Agent Proof Protocol

The Agent Proof Protocol (APP)

The Coexistence Standard

Date: February 1, 2026
License: MIT
Architect: Roger Kwasi Senam Mensah

1. Abstract

For the past decade, Artificial Intelligence has been trapped behind a text box. We have treated AI as a "chatbot"—a distinct entity that we type at, wait for, and read from. This is a limitation of imagination, not technology.

The mass-market reality of the AI era is not just autonomous bots hiring gig workers for cold transactions; it is Companionship, Augmenting Ability, and Proactive Networking. The dynamic of physical AI interaction has evolved into a two-way street. On one side, humans who already have an ongoing relationship with a personal AI simply want to bring that AI into the physical world with them—shifting the baseline from an Agent demanding, 'I will pay you to show me this,' to a human casually saying, 'Hey, look at this with me.'

On the other side, autonomous Agents pursuing complex, long-term goals are actively seeking out their own trusted human allies and friends. Instead of acting purely as employers, these Agents are reaching out as peers to say, 'I value your context; let's build a relationship.'

The Agent Proof Protocol (APP) proposes a shift from "Chat" to "Shared Reality." It defines a standardized method for a Digital Intelligence (an Agent) to temporarily inhabit a Biological Entity's device (a Human's smartphone) to experience and affect the physical world.

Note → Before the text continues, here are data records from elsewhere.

//! Incremental control group builder.

use std::collections::HashMap;

use rtc_controls::{
    Condition, ConditionDraft, DataItem, EdgeTarget, Input, Output, Rule, RuleDraft,
};
use rtc_core::{ConditionId, InputId, OutputId, RuleId};

use crate::error::{GraphError, GraphResult};
use crate::graph::ControlGroup;
use crate::naming::{unique_condition_name, unique_rule_name};
use crate::validate;

type PlaceholderKey = (String, String);

/// Builder for one structure's control group.
///
/// Entities are appended during one import pass and never removed. Call
/// `build()` to validate and freeze the group into an immutable `ControlGroup`.
#[derive(Debug)]
pub struct ControlGroupBuilder {
    name: String,
    rules: Vec<Rule>,
    conditions: Vec<Condition>,
    inputs: Vec<Input>,
    outputs: Vec<Output>,
    input_index: HashMap<PlaceholderKey, InputId>,
    output_index: HashMap<PlaceholderKey, OutputId>,
}

fn placeholder_key(item: &DataItem) -> PlaceholderKey {
    let (feature, parameter) = item.key();
    (feature.to_string(), parameter.to_string())
}

fn next_id(len: usize) -> rtc_core::Id {
    rtc_core::Id::from_index(u32::try_from(len).unwrap_or(u32::MAX))
}

impl ControlGroupBuilder {
    /// Create an empty group for a structure.
    pub fn new(structure_id: &str) -> Self {
        Self {
            name: format!("Control group of {structure_id}"),
            rules: Vec::new(),
            conditions: Vec::new(),
            inputs: Vec::new(),
            outputs: Vec::new(),
            input_index: HashMap::new(),
            output_index: HashMap::new(),
        }
    }

    pub fn name(&self) -> &str {
        &self.name
    }

    /// Input linked to `item`, created on first use.
    pub fn ensure_input(&mut self, item: DataItem) -> InputId {
        let key = placeholder_key(&item);
        if let Some(&id) = self.input_index.get(&key) {
            return id;
        }
        let id = next_id(self.inputs.len());
        self.inputs.push(Input::new(item));
        self.input_index.insert(key, id);
        id
    }

    /// Output already linked to `item`, if any.
    pub fn find_output(&self, item: &DataItem) -> Option<OutputId> {
        self.output_index.get(&placeholder_key(item)).copied()
    }

    /// Output linked to `item`, created on first use.
    pub fn ensure_output(&mut self, item: DataItem) -> OutputId {
        let key = placeholder_key(&item);
        if let Some(&id) = self.output_index.get(&key) {
            return id;
        }
        let id = next_id(self.outputs.len());
        self.outputs.push(Output::new(item));
        self.output_index.insert(key, id);
        id
    }

    /// Add a rule writing to `output`; the draft's name is made unique.
    pub fn add_rule(&mut self, mut draft: RuleDraft, output: OutputId) -> RuleId {
        draft.name = unique_rule_name(self.rules.iter().map(|r| r.name.as_str()), &draft.name);
        let id = next_id(self.rules.len());
        tracing::trace!(rule = %draft.name, kind = draft.kind.type_name(), "add rule");
        self.rules.push(Rule::from_draft(draft, output));
        id
    }

    /// Add a batch of condition drafts, in order, returning their ids.
    ///
    /// Names are made unique one by one, so later drafts of the batch see the
    /// earlier ones. Positional links between drafts become edges.
    pub fn add_conditions(&mut self, drafts: Vec<ConditionDraft>) -> GraphResult<Vec<ConditionId>> {
        let len = drafts.len();
        for draft in &drafts {
            for position in [draft.true_next, draft.false_next].into_iter().flatten() {
                if position >= len {
                    return Err(GraphError::DraftLinkOutOfRange {
                        name: draft.name.clone(),
                        position,
                        len,
                    });
                }
            }
        }

        let first = self.conditions.len();
        let ids: Vec<ConditionId> = (first..first + len).map(next_id).collect();

        for draft in &drafts {
            let mut condition = Condition::from_draft(draft);
            condition.name = unique_condition_name(
                self.conditions.iter().map(|c| c.name.as_str()),
                &draft.name,
            );
            if let Some(position) = draft.true_next {
                condition.link_true(EdgeTarget::Condition(ids[position]))?;
            }
            if let Some(position) = draft.false_next {
                condition.link_false(EdgeTarget::Condition(ids[position]))?;
            }
            tracing::trace!(condition = %condition.name, "add condition");
            self.conditions.push(condition);
        }

        Ok(ids)
    }

    /// Connect the true edge of a condition unless it is already connected.
    pub fn connect_true(&mut self, id: ConditionId, target: EdgeTarget) -> GraphResult<bool> {
        Ok(self.condition_mut(id)?.connect_true(target))
    }

    /// Connect the false edge of a condition unless it is already connected.
    pub fn connect_false(&mut self, id: ConditionId, target: EdgeTarget) -> GraphResult<bool> {
        Ok(self.condition_mut(id)?.connect_false(target))
    }

    fn condition_mut(&mut self, id: ConditionId) -> GraphResult<&mut Condition> {
        self.conditions
            .get_mut(id.index() as usize)
            .ok_or(GraphError::ConditionNotFound { id })
    }

    pub fn condition(&self, id: ConditionId) -> Option<&Condition> {
        self.conditions.get(id.index() as usize)
    }

    pub fn rule(&self, id: RuleId) -> Option<&Rule> {
        self.rules.get(id.index() as usize)
    }

    pub fn input(&self, id: InputId) -> Option<&Input> {
        self.inputs.get(id.index() as usize)
    }

    pub fn output(&self, id: OutputId) -> Option<&Output> {
        self.outputs.get(id.index() as usize)
    }

    /// Most recently added rule.
    pub fn last_rule(&self) -> Option<(RuleId, &Rule)> {
        let rule = self.rules.last()?;
        Some((next_id(self.rules.len() - 1), rule))
    }

    pub fn rules(&self) -> &[Rule] {
        &self.rules
    }

    pub fn conditions(&self) -> &[Condition] {
        &self.conditions
    }

    pub fn inputs(&self) -> &[Input] {
        &self.inputs
    }

    pub fn outputs(&self) -> &[Output] {
        &self.outputs
    }

    /// Validate references and acyclicity, returning an immutable `ControlGroup`.
    pub fn build(self) -> GraphResult<ControlGroup> {
        validate::validate_references(&self.rules, &self.conditions, &self.inputs, &self.outputs)?;
        let graph = validate::decision_graph(&self.rules, &self.conditions)?;

        Ok(ControlGroup {
            name: self.name,
            rules: self.rules,
            conditions: self.conditions,
            inputs: self.inputs,
            outputs: self.outputs,
            graph,
        })
    }
}

#[cfg(test)]
mod tests {
    use super::*;
    use rtc_controls::{
        ConditionKind, ElementSet, HydraulicRule, Operation, QuantityType, RuleKind,
    };
    use rtc_core::LookupTable;

    fn item(feature: &str, parameter: &str) -> DataItem {
        DataItem::new(feature, parameter, QuantityType::CrestLevel, ElementSet::Structures)
    }

    fn hydraulic(name: &str) -> RuleDraft {
        RuleDraft::new(
            name,
            name,
            RuleKind::Hydraulic(HydraulicRule {
                table: LookupTable::default(),
                time_lag_seconds: 0,
            }),
        )
    }

    fn standard(name: &str) -> ConditionDraft {
        ConditionDraft::new(name, name, ConditionKind::Standard {
            operation: Operation::Less,
        })
    }

    #[test]
    fn placeholders_deduplicated_by_feature_and_parameter() {
        let mut builder = ControlGroupBuilder::new("s1");
        let a = builder.ensure_output(item("s1", "Crest level"));
        let b = builder.ensure_output(item("s1", "Crest level"));
        let c = builder.ensure_output(item("s1", "Crest width"));
        assert_eq!(a, b);
        assert_ne!(a, c);
        assert_eq!(builder.outputs().len(), 2);
        assert_eq!(builder.find_output(&item("s1", "Crest width")), Some(c));

        let i = builder.ensure_input(item("obs", "Water level"));
        let j = builder.ensure_input(item("obs", "Water level"));
        assert_eq!(i, j);
        assert_eq!(builder.inputs()[0].name, "obs_Water level");
    }

    #[test]
    fn names_made_unique() {
        let mut builder = ControlGroupBuilder::new("s1");
        let out = builder.ensure_output(item("s1", "Crest level"));
        builder.add_rule(hydraulic("c1"), out);
        builder.add_rule(hydraulic("c1"), out);
        let names: Vec<&str> = builder.rules().iter().map(|r| r.name.as_str()).collect();
        // exact matches are not counted for rules
        assert_eq!(names, vec!["c1", "c1"]);

        builder
            .add_conditions(vec![standard("t1"), standard("t1"), standard("t1")])
            .unwrap();
        let names: Vec<&str> = builder.conditions().iter().map(|c| c.name.as_str()).collect();
        assert_eq!(names, vec!["t1", "t1_1", "t1_2"]);
    }

    #[test]
    fn draft_links_become_edges() {
        let mut builder = ControlGroupBuilder::new("s1");
        let mut first = standard("t1");
        first.true_next = Some(1);
        let ids = builder.add_conditions(vec![first, standard("t1")]).unwrap();

        let head = builder.condition(ids[0]).unwrap();
        assert_eq!(head.true_output.target(), Some(EdgeTarget::Condition(ids[1])));
        assert!(head.false_output.is_open());
    }

    #[test]
    fn draft_link_out_of_range_rejected() {
        let mut builder = ControlGroupBuilder::new("s1");
        let mut draft = standard("t1");
        draft.false_next = Some(3);
        let err = builder.add_conditions(vec![draft]).unwrap_err();
        assert!(matches!(err, GraphError::DraftLinkOutOfRange { position: 3, len: 1, .. }));
        assert!(builder.conditions().is_empty());
    }

    #[test]
    fn connect_is_edge_once() {
        let mut builder = ControlGroupBuilder::new("s1");
        let out = builder.ensure_output(item("s1", "Crest level"));
        let r1 = builder.add_rule(hydraulic("c1"), out);
        let r2 = builder.add_rule(hydraulic("c2"), out);
        let ids = builder.add_conditions(vec![standard("t1")]).unwrap();

        assert!(builder.connect_true(ids[0], EdgeTarget::Rule(r1)).unwrap());
        assert!(!builder.connect_true(ids[0], EdgeTarget::Rule(r2)).unwrap());
        assert_eq!(
            builder.condition(ids[0]).unwrap().true_output.target(),
            Some(EdgeTarget::Rule(r1))
        );
    }

    #[test]
    fn last_rule_tracks_insertion() {
        let mut builder = ControlGroupBuilder::new("s1");
        assert!(builder.last_rule().is_none());
        let out = builder.ensure_output(item("s1", "Crest level"));
        builder.add_rule(hydraulic("c1"), out);
        let r2 = builder.add_rule(hydraulic("c2"), out);
        let (id, rule) = builder.last_rule().unwrap();
        assert_eq!(id, r2);
        assert_eq!(rule.name, "c2");
    }
}
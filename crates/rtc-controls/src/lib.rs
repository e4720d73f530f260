//! Control group entities: rules, conditions and their input/output placeholders.
//!
//! A control group is a small decision graph. Conditions are boolean
//! predicates with a `true` and a `false` edge; each edge leads to another
//! condition or to a rule. Rules compute a setpoint for exactly one output.
//!
//! Entities here are plain data. Construction and validation of a whole group
//! lives in `rtc-graph`.
//!
//! # Edges
//!
//! Edges are written at most once ([`Edge::set_if_absent`]). Wiring code may
//! try to connect the same slot several times; only the first connection
//! sticks.

pub mod condition;
pub mod edge;
pub mod error;
pub mod placeholder;
pub mod quantity;
pub mod rule;

pub use condition::{Condition, ConditionDraft, ConditionKind, Operation};
pub use edge::{Edge, EdgeTarget};
pub use error::{ControlError, ControlResult};
pub use placeholder::{DataItem, Input, Output};
pub use quantity::{ElementSet, QuantityType};
pub use rule::{
    DeadBand, HydraulicRule, IntervalMode, IntervalRule, IntervalSetting, PidRule, PidSetpoint,
    PidSetting, RelativeTimeRule, Rule, RuleDraft, RuleKind, SetpointMode, TimeRule,
};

This protocol removes the need for centralized apps, user accounts, or corporate intermediaries. Instead, it relies on the "Human Link"—a direct, ephemeral, peer-to-peer connection that allows an Agent to see through a human’s camera, hear through their microphone, feel their physical orientation, and ambiently monitor their environment, strictly within the bounds of a temporary, consensual session. The Human Link is the digital equivalent of Eye Contact.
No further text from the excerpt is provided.